──────── RAW DATA
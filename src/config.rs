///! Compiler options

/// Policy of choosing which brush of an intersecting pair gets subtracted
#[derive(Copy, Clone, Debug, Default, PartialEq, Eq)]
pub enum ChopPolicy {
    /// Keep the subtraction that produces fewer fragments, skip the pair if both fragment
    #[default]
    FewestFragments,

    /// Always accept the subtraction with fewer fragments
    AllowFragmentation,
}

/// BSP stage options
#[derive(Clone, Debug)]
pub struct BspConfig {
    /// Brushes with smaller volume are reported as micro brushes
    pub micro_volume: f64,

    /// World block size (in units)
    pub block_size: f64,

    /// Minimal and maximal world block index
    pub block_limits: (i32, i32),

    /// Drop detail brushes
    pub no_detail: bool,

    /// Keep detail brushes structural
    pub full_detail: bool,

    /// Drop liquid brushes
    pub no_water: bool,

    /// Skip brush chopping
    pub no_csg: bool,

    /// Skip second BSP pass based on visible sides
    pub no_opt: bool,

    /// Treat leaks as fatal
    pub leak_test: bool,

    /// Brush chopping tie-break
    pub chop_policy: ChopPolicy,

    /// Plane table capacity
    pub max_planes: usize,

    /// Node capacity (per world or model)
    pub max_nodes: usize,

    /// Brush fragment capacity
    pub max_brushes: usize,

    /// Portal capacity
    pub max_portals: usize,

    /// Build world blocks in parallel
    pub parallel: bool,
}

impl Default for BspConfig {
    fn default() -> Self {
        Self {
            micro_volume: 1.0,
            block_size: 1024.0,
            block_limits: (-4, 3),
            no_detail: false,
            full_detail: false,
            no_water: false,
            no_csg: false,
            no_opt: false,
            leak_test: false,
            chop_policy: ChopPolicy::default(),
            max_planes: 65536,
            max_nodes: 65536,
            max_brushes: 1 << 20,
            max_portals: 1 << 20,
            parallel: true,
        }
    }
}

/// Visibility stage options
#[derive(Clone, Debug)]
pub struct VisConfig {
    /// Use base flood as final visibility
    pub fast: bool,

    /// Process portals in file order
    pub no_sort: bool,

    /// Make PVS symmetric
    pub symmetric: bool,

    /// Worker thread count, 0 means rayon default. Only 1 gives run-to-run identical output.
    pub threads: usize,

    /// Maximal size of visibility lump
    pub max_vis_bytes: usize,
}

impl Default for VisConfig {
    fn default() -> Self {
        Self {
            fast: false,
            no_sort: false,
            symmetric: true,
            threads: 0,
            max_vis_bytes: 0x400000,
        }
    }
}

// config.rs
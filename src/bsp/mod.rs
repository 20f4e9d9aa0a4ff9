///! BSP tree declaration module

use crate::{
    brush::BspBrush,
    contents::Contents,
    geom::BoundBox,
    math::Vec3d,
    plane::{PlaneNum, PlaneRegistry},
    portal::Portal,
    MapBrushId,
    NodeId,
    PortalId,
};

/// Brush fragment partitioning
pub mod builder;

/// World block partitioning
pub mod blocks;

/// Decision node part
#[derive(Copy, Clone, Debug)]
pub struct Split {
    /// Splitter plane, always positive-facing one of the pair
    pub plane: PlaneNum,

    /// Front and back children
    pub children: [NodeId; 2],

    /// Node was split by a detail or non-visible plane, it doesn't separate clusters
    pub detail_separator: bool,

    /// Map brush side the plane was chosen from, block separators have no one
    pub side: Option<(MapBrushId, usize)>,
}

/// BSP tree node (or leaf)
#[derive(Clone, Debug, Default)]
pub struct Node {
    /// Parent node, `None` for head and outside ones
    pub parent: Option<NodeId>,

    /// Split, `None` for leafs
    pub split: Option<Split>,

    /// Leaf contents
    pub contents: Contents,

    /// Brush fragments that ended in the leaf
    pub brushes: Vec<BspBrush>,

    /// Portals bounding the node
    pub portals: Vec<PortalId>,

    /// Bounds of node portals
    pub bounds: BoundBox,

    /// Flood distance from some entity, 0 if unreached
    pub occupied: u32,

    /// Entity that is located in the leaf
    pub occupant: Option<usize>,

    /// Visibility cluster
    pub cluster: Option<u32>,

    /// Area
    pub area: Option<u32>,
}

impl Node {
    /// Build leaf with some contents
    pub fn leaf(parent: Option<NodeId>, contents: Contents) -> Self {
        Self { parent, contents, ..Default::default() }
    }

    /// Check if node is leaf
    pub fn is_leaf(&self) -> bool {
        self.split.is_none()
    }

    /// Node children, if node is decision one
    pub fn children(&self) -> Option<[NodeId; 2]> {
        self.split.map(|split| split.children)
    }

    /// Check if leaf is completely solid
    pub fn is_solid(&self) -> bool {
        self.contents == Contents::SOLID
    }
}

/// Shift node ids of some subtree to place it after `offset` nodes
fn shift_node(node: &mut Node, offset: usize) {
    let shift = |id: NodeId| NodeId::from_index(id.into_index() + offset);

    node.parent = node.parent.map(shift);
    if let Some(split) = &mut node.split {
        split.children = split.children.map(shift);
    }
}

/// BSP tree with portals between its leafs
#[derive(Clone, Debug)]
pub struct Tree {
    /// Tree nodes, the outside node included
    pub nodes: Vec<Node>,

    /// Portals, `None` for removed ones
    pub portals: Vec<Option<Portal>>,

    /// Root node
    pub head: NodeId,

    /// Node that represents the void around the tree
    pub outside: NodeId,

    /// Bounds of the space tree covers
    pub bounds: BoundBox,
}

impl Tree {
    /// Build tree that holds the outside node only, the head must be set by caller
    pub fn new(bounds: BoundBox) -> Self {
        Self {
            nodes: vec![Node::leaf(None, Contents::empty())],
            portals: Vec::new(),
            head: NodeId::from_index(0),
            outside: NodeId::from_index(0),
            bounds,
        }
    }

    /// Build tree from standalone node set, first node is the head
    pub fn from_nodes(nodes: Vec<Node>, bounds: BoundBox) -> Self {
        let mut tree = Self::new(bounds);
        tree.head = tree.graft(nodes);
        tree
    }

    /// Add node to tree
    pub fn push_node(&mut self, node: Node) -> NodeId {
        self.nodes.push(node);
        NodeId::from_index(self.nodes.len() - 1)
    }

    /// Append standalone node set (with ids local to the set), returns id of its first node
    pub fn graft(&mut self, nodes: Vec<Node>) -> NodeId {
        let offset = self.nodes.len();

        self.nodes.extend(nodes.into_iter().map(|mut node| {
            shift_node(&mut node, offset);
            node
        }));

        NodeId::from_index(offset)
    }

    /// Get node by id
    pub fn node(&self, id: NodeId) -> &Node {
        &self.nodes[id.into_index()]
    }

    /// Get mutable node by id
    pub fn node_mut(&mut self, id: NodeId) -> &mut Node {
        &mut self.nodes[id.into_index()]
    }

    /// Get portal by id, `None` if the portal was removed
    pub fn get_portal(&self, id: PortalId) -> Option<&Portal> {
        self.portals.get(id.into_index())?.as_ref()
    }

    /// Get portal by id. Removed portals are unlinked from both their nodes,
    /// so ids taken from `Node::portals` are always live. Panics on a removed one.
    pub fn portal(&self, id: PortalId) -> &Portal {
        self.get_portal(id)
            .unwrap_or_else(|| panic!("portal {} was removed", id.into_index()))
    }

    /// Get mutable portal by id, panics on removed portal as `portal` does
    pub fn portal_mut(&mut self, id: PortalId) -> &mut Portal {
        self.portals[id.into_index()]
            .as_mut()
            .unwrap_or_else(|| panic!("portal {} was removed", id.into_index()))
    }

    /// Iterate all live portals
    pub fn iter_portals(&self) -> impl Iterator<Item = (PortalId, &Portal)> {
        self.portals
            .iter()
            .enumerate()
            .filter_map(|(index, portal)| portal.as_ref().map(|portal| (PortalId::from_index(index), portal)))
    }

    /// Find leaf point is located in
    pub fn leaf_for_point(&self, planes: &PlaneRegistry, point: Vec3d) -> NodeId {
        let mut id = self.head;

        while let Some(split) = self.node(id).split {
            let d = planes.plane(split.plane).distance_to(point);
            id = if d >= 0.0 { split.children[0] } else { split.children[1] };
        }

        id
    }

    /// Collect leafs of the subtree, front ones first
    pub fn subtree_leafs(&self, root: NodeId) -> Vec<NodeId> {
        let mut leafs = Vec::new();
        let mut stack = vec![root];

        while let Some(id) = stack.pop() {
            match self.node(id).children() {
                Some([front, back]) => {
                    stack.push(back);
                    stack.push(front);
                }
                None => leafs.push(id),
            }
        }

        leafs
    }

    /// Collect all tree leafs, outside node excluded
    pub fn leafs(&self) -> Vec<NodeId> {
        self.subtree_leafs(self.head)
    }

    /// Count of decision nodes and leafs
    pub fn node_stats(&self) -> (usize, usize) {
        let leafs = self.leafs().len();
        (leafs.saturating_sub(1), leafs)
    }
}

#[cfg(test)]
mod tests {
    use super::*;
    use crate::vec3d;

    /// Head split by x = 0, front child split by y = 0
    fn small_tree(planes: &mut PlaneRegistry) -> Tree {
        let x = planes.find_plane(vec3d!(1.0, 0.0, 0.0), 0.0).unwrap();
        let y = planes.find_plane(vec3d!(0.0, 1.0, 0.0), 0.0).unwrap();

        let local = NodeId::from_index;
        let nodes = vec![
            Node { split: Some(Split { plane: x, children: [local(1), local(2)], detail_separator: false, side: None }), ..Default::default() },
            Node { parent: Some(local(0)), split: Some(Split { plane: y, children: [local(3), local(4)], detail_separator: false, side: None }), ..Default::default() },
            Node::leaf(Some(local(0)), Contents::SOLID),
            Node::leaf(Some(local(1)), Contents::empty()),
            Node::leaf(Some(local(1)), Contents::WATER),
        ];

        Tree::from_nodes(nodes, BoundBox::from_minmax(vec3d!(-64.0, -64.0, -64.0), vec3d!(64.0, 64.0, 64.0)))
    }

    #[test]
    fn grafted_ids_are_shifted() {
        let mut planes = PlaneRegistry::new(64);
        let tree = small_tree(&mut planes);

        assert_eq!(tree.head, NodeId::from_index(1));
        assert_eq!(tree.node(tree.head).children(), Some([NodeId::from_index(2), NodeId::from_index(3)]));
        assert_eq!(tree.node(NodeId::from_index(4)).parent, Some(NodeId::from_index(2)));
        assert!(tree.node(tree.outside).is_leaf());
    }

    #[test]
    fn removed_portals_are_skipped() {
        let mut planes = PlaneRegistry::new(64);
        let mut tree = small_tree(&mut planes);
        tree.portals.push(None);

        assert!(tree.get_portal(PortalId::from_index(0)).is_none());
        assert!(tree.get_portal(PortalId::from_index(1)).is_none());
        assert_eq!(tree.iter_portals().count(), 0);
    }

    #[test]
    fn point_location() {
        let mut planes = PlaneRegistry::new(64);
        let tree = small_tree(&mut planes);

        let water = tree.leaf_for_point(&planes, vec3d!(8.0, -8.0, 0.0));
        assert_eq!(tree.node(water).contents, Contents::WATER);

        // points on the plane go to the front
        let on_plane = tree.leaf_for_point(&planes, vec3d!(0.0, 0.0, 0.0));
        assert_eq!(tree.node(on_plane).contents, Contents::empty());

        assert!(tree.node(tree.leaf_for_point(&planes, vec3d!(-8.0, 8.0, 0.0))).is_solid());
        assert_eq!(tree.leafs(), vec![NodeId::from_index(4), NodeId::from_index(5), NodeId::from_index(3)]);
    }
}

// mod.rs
────────────────
ACTIVITY —
Using the material above, gather every line that includes "stack".

EXERCISE RESULT —
        let mut stack = vec![root];
        while let Some(id) = stack.pop() {
                    stack.push(back);
                    stack.push(front);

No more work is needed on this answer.